I would very much appreciate connecting with anyone else running Hyper-V in a HA configuration. Please, if you're running Hyper-V, contact me however it's convenient for you.

Regarding ATS's service offering: We had a sit down with the service sponsors, and they were very helpful and I think they have a solid offering. The problem is, given the current pricing structure, the tipping point where it's cheaper for us to roll our own is very close to the number of virtual machines we have now, let alone that which we wish to virtualize.

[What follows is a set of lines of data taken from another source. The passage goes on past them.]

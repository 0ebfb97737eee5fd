//! Directory-backed snapshot store: one `<key>.json` file per collection.

use super::errors::StorageError;
use super::traits::SnapshotStore;
use async_trait::async_trait;
use std::io::ErrorKind;
use std::path::{Path, PathBuf};
use uuid::Uuid;

#[derive(Debug, Clone)]
pub struct JsonFileStore {
    root: PathBuf,
}

impl JsonFileStore {
    /// Create a store rooted at `root`. The directory is created lazily on
    /// first write.
    pub fn new<P: AsRef<Path>>(root: P) -> Self {
        Self {
            root: root.as_ref().to_path_buf(),
        }
    }

    pub fn root(&self) -> &Path {
        &self.root
    }

    fn path_for(&self, key: &str) -> Result<PathBuf, StorageError> {
        if key.is_empty()
            || !key
                .chars()
                .all(|c| c.is_ascii_alphanumeric() || c == '_' || c == '-')
        {
            return Err(StorageError::Configuration(format!(
                "Invalid snapshot key: '{}'",
                key
            )));
        }
        Ok(self.root.join(format!("{}.json", key)))
    }
}

#[async_trait]
impl SnapshotStore for JsonFileStore {
    async fn read(&self, key: &str) -> Result<Option<String>, StorageError> {
        let path = self.path_for(key)?;
        match tokio::fs::read_to_string(&path).await {
            Ok(payload) => Ok(Some(payload)),
            Err(e) if e.kind() == ErrorKind::NotFound => Ok(None),
            Err(e) => Err(StorageError::Operation(format!(
                "Failed to read {}: {}",
                path.display(),
                e
            ))),
        }
    }

    async fn write(&self, key: &str, payload: String) -> Result<(), StorageError> {
        let path = self.path_for(key)?;
        tokio::fs::create_dir_all(&self.root).await?;

        // Write aside then rename so a crash never leaves a truncated snapshot.
        // Staging names are unique per write so concurrent writers never share one.
        let staging = self
            .root
            .join(format!(".{}.{}.json.tmp", key, Uuid::new_v4().simple()));
        tokio::fs::write(&staging, payload.as_bytes())
            .await
            .map_err(|e| {
                StorageError::Operation(format!("Failed to write {}: {}", staging.display(), e))
            })?;
        if let Err(e) = tokio::fs::rename(&staging, &path).await {
            let _ = tokio::fs::remove_file(&staging).await;
            return Err(StorageError::Operation(format!(
                "Failed to replace {}: {}",
                path.display(),
                e
            )));
        }
        Ok(())
    }

    async fn remove(&self, key: &str) -> Result<(), StorageError> {
        let path = self.path_for(key)?;
        match tokio::fs::remove_file(&path).await {
            Ok(()) => Ok(()),
            Err(e) if e.kind() == ErrorKind::NotFound => Ok(()),
            Err(e) => Err(e.into()),
        }
    }

    async fn health_check(&self) -> Result<bool, StorageError> {
        let probe = self.root.join(".health");
        if tokio::fs::create_dir_all(&self.root).await.is_err() {
            return Ok(false);
        }
        if tokio::fs::write(&probe, b"ok").await.is_err() {
            return Ok(false);
        }
        Ok(tokio::fs::remove_file(&probe).await.is_ok())
    }

    async fn get_metadata(&self) -> Result<serde_json::Value, StorageError> {
        Ok(serde_json::json!({
            "type": "json_file",
            "root": self.root.display().to_string(),
        }))
    }
}

#[cfg(test)]
mod tests {
    use super::*;
    use tempfile::tempdir;

    #[tokio::test]
    async fn test_round_trip_and_remove() {
        let dir = tempdir().unwrap();
        let store = JsonFileStore::new(dir.path().join("nested"));

        assert_eq!(store.read("friendList").await.unwrap(), None);
        store
            .write("friendList", "[]".to_string())
            .await
            .unwrap();
        assert!(dir.path().join("nested").join("friendList.json").exists());
        assert_eq!(
            store.read("friendList").await.unwrap().as_deref(),
            Some("[]")
        );

        store.remove("friendList").await.unwrap();
        store.remove("friendList").await.unwrap();
        assert_eq!(store.read("friendList").await.unwrap(), None);
    }

    #[tokio::test]
    async fn test_rejects_path_like_keys() {
        let dir = tempdir().unwrap();
        let store = JsonFileStore::new(dir.path());
        assert!(store.write("../escape", "[]".to_string()).await.is_err());
        assert!(store.read("").await.is_err());
    }

    #[tokio::test]
    async fn test_concurrent_writes_to_one_key() {
        let dir = tempdir().unwrap();
        let store = JsonFileStore::new(dir.path());

        let writes = (0..8).map(|i| {
            let store = store.clone();
            tokio::spawn(async move { store.write("friendList", format!("[{}]", i)).await })
        });
        for handle in writes.collect::<Vec<_>>() {
            handle.await.unwrap().unwrap();
        }

        let payload = store.read("friendList").await.unwrap().unwrap();
        assert!(payload.starts_with('[') && payload.ends_with(']'));

        // No staging files are left behind
        let leftovers: Vec<_> = std::fs::read_dir(dir.path())
            .unwrap()
            .filter_map(|entry| entry.ok())
            .filter(|entry| entry.file_name().to_string_lossy().ends_with(".tmp"))
            .collect();
        assert!(leftovers.is_empty());
    }

    #[tokio::test]
    async fn test_health_check() {
        let dir = tempdir().unwrap();
        let store = JsonFileStore::new(dir.path());
        assert!(store.health_check().await.unwrap());
    }
}
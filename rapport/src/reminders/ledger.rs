//! A [`NotificationService`] that records pending reminders in a snapshot store.
//!
//! The ledger is the delivery backend for environments without an OS
//! notification center (the CLI): reminders are written down with the instant
//! they should fire, and a front end lists whatever is due.

use super::service::{NotificationError, NotificationService};
use crate::clock::Clock;
use crate::storage::{NOTIFICATION_LEDGER_KEY, SnapshotCollection, SnapshotStore};
use async_trait::async_trait;
use chrono::{DateTime, Duration, Utc};
use serde::{Deserialize, Serialize};
use std::fmt;
use std::sync::Arc;
use tokio::sync::Mutex;
use uuid::Uuid;

/// A one-shot notification waiting to fire.
#[derive(Debug, Clone, PartialEq, Eq, Serialize, Deserialize)]
#[serde(rename_all = "camelCase")]
pub struct PendingNotification {
    pub id: String,
    pub fire_at: DateTime<Utc>,
    pub title: String,
    pub body: String,
}

impl PendingNotification {
    pub fn is_due(&self, now: DateTime<Utc>) -> bool {
        self.fire_at <= now
    }
}

pub struct NotificationLedger {
    entries: SnapshotCollection<PendingNotification>,
    clock: Arc<dyn Clock>,
    // Serializes load-modify-save cycles
    lock: Mutex<()>,
}

impl NotificationLedger {
    pub fn new(store: Arc<dyn SnapshotStore>, clock: Arc<dyn Clock>) -> Self {
        Self {
            entries: SnapshotCollection::new(store, NOTIFICATION_LEDGER_KEY),
            clock,
            lock: Mutex::new(()),
        }
    }

    /// All pending notifications, soonest first.
    pub async fn pending(&self) -> Result<Vec<PendingNotification>, NotificationError> {
        let _guard = self.lock.lock().await;
        let mut entries = self.load().await?;
        entries.sort_by_key(|entry| entry.fire_at);
        Ok(entries)
    }

    /// Pending notifications whose fire time has passed.
    pub async fn due(&self) -> Result<Vec<PendingNotification>, NotificationError> {
        let now = self.clock.now();
        Ok(self
            .pending()
            .await?
            .into_iter()
            .filter(|entry| entry.is_due(now))
            .collect())
    }

    /// Drop every due notification from the ledger and return them.
    pub async fn take_due(&self) -> Result<Vec<PendingNotification>, NotificationError> {
        let _guard = self.lock.lock().await;
        let now = self.clock.now();
        let (mut due, rest): (Vec<_>, Vec<_>) = self
            .load()
            .await?
            .into_iter()
            .partition(|entry| entry.is_due(now));
        if !due.is_empty() {
            self.save(&rest).await?;
        }
        due.sort_by_key(|entry| entry.fire_at);
        Ok(due)
    }

    async fn load(&self) -> Result<Vec<PendingNotification>, NotificationError> {
        self.entries
            .load()
            .await
            .map_err(|e| NotificationError::Unavailable(e.to_string()))
    }

    async fn save(&self, entries: &[PendingNotification]) -> Result<(), NotificationError> {
        self.entries
            .save(entries)
            .await
            .map_err(|e| NotificationError::Unavailable(e.to_string()))
    }
}

impl fmt::Debug for NotificationLedger {
    fn fmt(&self, f: &mut fmt::Formatter<'_>) -> fmt::Result {
        f.debug_struct("NotificationLedger")
            .field("key", &self.entries.key())
            .finish()
    }
}

#[async_trait]
impl NotificationService for NotificationLedger {
    async fn schedule_one_shot(
        &self,
        delay_seconds: u64,
        title: String,
        body: String,
    ) -> Result<String, NotificationError> {
        let delay = i64::try_from(delay_seconds)
            .ok()
            .and_then(Duration::try_seconds)
            .ok_or_else(|| {
                NotificationError::Schedule(format!("Delay out of range: {}s", delay_seconds))
            })?;

        let _guard = self.lock.lock().await;
        let mut entries = self.load().await?;
        let entry = PendingNotification {
            id: Uuid::new_v4().to_string(),
            fire_at: self.clock.now() + delay,
            title,
            body,
        };
        let id = entry.id.clone();
        entries.push(entry);
        self.save(&entries).await?;

        tracing::debug!(handle = %id, delay_seconds, "Notification recorded");
        Ok(id)
    }

    async fn cancel(&self, handle: &str) -> Result<(), NotificationError> {
        let _guard = self.lock.lock().await;
        let mut entries = self.load().await?;
        let before = entries.len();
        entries.retain(|entry| entry.id != handle);
        if entries.len() == before {
            return Err(NotificationError::Cancel {
                handle: handle.to_string(),
                reason: "not scheduled".to_string(),
            });
        }
        self.save(&entries).await
    }
}
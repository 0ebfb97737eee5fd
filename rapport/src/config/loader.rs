//! Configuration loader.
//!
//! Merges defaults, a config file and `RAPPORT_*` environment variables.

use super::{
    ConfigError, DEFAULT_CONFIG_FILES, ENV_PREFIX, ENV_SEPARATOR, Result, models::*, validation,
};
use figment::{
    Figment,
    providers::{Env, Format, Json, Serialized, Toml, Yaml},
};
use std::path::{Path, PathBuf};

/// Configuration loader that handles loading from multiple sources.
#[derive(Debug, Clone)]
pub struct ConfigLoader {
    figment: Figment,
}

impl ConfigLoader {
    /// Create a new configuration loader with default values.
    pub fn new() -> Self {
        let figment = Figment::new().merge(Serialized::defaults(RapportConfig::default()));
        Self { figment }
    }

    /// Load configuration from a file.
    pub fn load_file<P: AsRef<Path>>(&mut self, path: P) -> Result<&mut Self> {
        let path = path.as_ref();

        if !path.exists() {
            return Err(ConfigError::FileLoadError(format!(
                "Configuration file not found: {}",
                path.display()
            )));
        }

        let figment = std::mem::take(&mut self.figment);
        self.figment = match path.extension().and_then(|ext| ext.to_str()) {
            Some("toml") => figment.merge(Toml::file(path)),
            Some("yaml") | Some("yml") => figment.merge(Yaml::file(path)),
            Some("json") => figment.merge(Json::file(path)),
            _ => {
                self.figment = figment;
                return Err(ConfigError::FileLoadError(format!(
                    "Unsupported file format: {}",
                    path.display()
                )));
            }
        };

        tracing::debug!("Loaded configuration file {}", path.display());
        Ok(self)
    }

    /// Attempt to load from default configuration file locations.
    ///
    /// The first existing file in the working directory wins; otherwise the
    /// platform config directory is consulted.
    pub fn load_default_files(&mut self) -> &mut Self {
        for file in DEFAULT_CONFIG_FILES {
            let path = PathBuf::from(file);
            if path.exists() && self.load_file(&path).is_ok() {
                return self;
            }
        }

        if let Some(proj_dirs) = directories::ProjectDirs::from("org", "rapport", "rapport") {
            let config_dir = proj_dirs.config_dir();

            for ext in &["toml", "yaml", "yml", "json"] {
                let path = config_dir.join(format!("config.{}", ext));
                if path.exists() && self.load_file(&path).is_ok() {
                    break;
                }
            }
        }

        self
    }

    /// Load configuration from environment variables.
    pub fn load_env(&mut self) -> &mut Self {
        let figment = std::mem::take(&mut self.figment)
            .merge(Env::prefixed(ENV_PREFIX).split(ENV_SEPARATOR));
        self.figment = figment;
        self
    }

    /// Load configuration from a custom source.
    pub fn merge<T: figment::Provider>(&mut self, provider: T) -> &mut Self {
        let figment = std::mem::take(&mut self.figment).merge(provider);
        self.figment = figment;
        self
    }

    /// Extract and validate the configuration.
    pub fn extract(&self) -> Result<RapportConfig> {
        let config: RapportConfig = self
            .figment
            .extract()
            .map_err(|e| ConfigError::ParseError(e.to_string()))?;

        validation::validate_config(&config)?;

        Ok(config)
    }
}

impl Default for ConfigLoader {
    fn default() -> Self {
        Self::new()
    }
}

/// Load configuration the way the command line does: an explicit file if
/// given, otherwise the default locations, then the environment.
pub fn load_config(path: Option<&Path>) -> Result<RapportConfig> {
    let mut loader = ConfigLoader::new();
    match path {
        Some(path) => {
            loader.load_file(path)?;
        }
        None => {
            loader.load_default_files();
        }
    }
    loader.load_env().extract()
}
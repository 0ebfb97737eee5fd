//! Trait definitions for snapshot persistence

use async_trait::async_trait;
use std::fmt::Debug;

use crate::storage::errors::StorageError;

/// A key-value blob store holding one whole-collection snapshot per key.
///
/// Implementations overwrite the full payload on every write; there is no
/// incremental update.
#[async_trait]
pub trait SnapshotStore: Send + Sync + 'static + Debug {
    /// Read the payload stored under `key`, `None` if nothing was ever written
    async fn read(&self, key: &str) -> Result<Option<String>, StorageError>;

    /// Replace the payload stored under `key`
    async fn write(&self, key: &str, payload: String) -> Result<(), StorageError>;

    /// Remove the payload stored under `key`; absent keys are not an error
    async fn remove(&self, key: &str) -> Result<(), StorageError>;

    /// Check that the store can be written to
    async fn health_check(&self) -> Result<bool, StorageError>;

    /// Describe the backend
    async fn get_metadata(&self) -> Result<serde_json::Value, StorageError>;
}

This is totally catch 22 because "central campus" offers the exact product/service that we need (and everyone else who chimed in with "we're running vSphere"), but at the local level it appears cheaper to reinvent the wheel. Maybe my previous calculations were wrong, and I will recalculate all of the options towards the end of this evaluation, but from my perspective it's stupefying that there's not a financial incentive to gravitate towards (as identical as you can get) centrally supported services.

Thoughts?

-Tony

-----Original Message-----
From: David Graff [mailto:[log in to unmask]] 
Sent: Tuesday, October 05, 2010 9:10 AM
To: [log in to unmask]; Tony Cooke
Subject: Re: vSphere v. Hyper-V

When we were initially making that decision about two years ago, both
products were just coming out. As you pointed out, Hyper-V has a clear price
advantage. However at the time, and I believe this is still true, Hyper-V
was a technically inferior product that could not come close to the
consolidation ratios that VMware could do. VMware's resource scheduler is
much more complex, with features like ram deduplication and the guest memory
balloon that allow me over-allocate twice as much virtual memory as I have
physical on the hosts without any negative performance impacts. ESXi also
doesn't carry that whole weight of a Windows install, and is easier to
maintain and has less security vulnerabilities being disclosed about it.
With 2008 and R2 guests, I can hot-add memory or entire processors without a
guest reboot. For our operation where we are shooting to consolidate 30+
servers down to 3, the ability to use these technologies and over-commit
resources made sense for the extra cost.

But depending on how large your operation it, it might be more
cost-effective to just lease resources from ATS's virtualization cluster and
let them manage it.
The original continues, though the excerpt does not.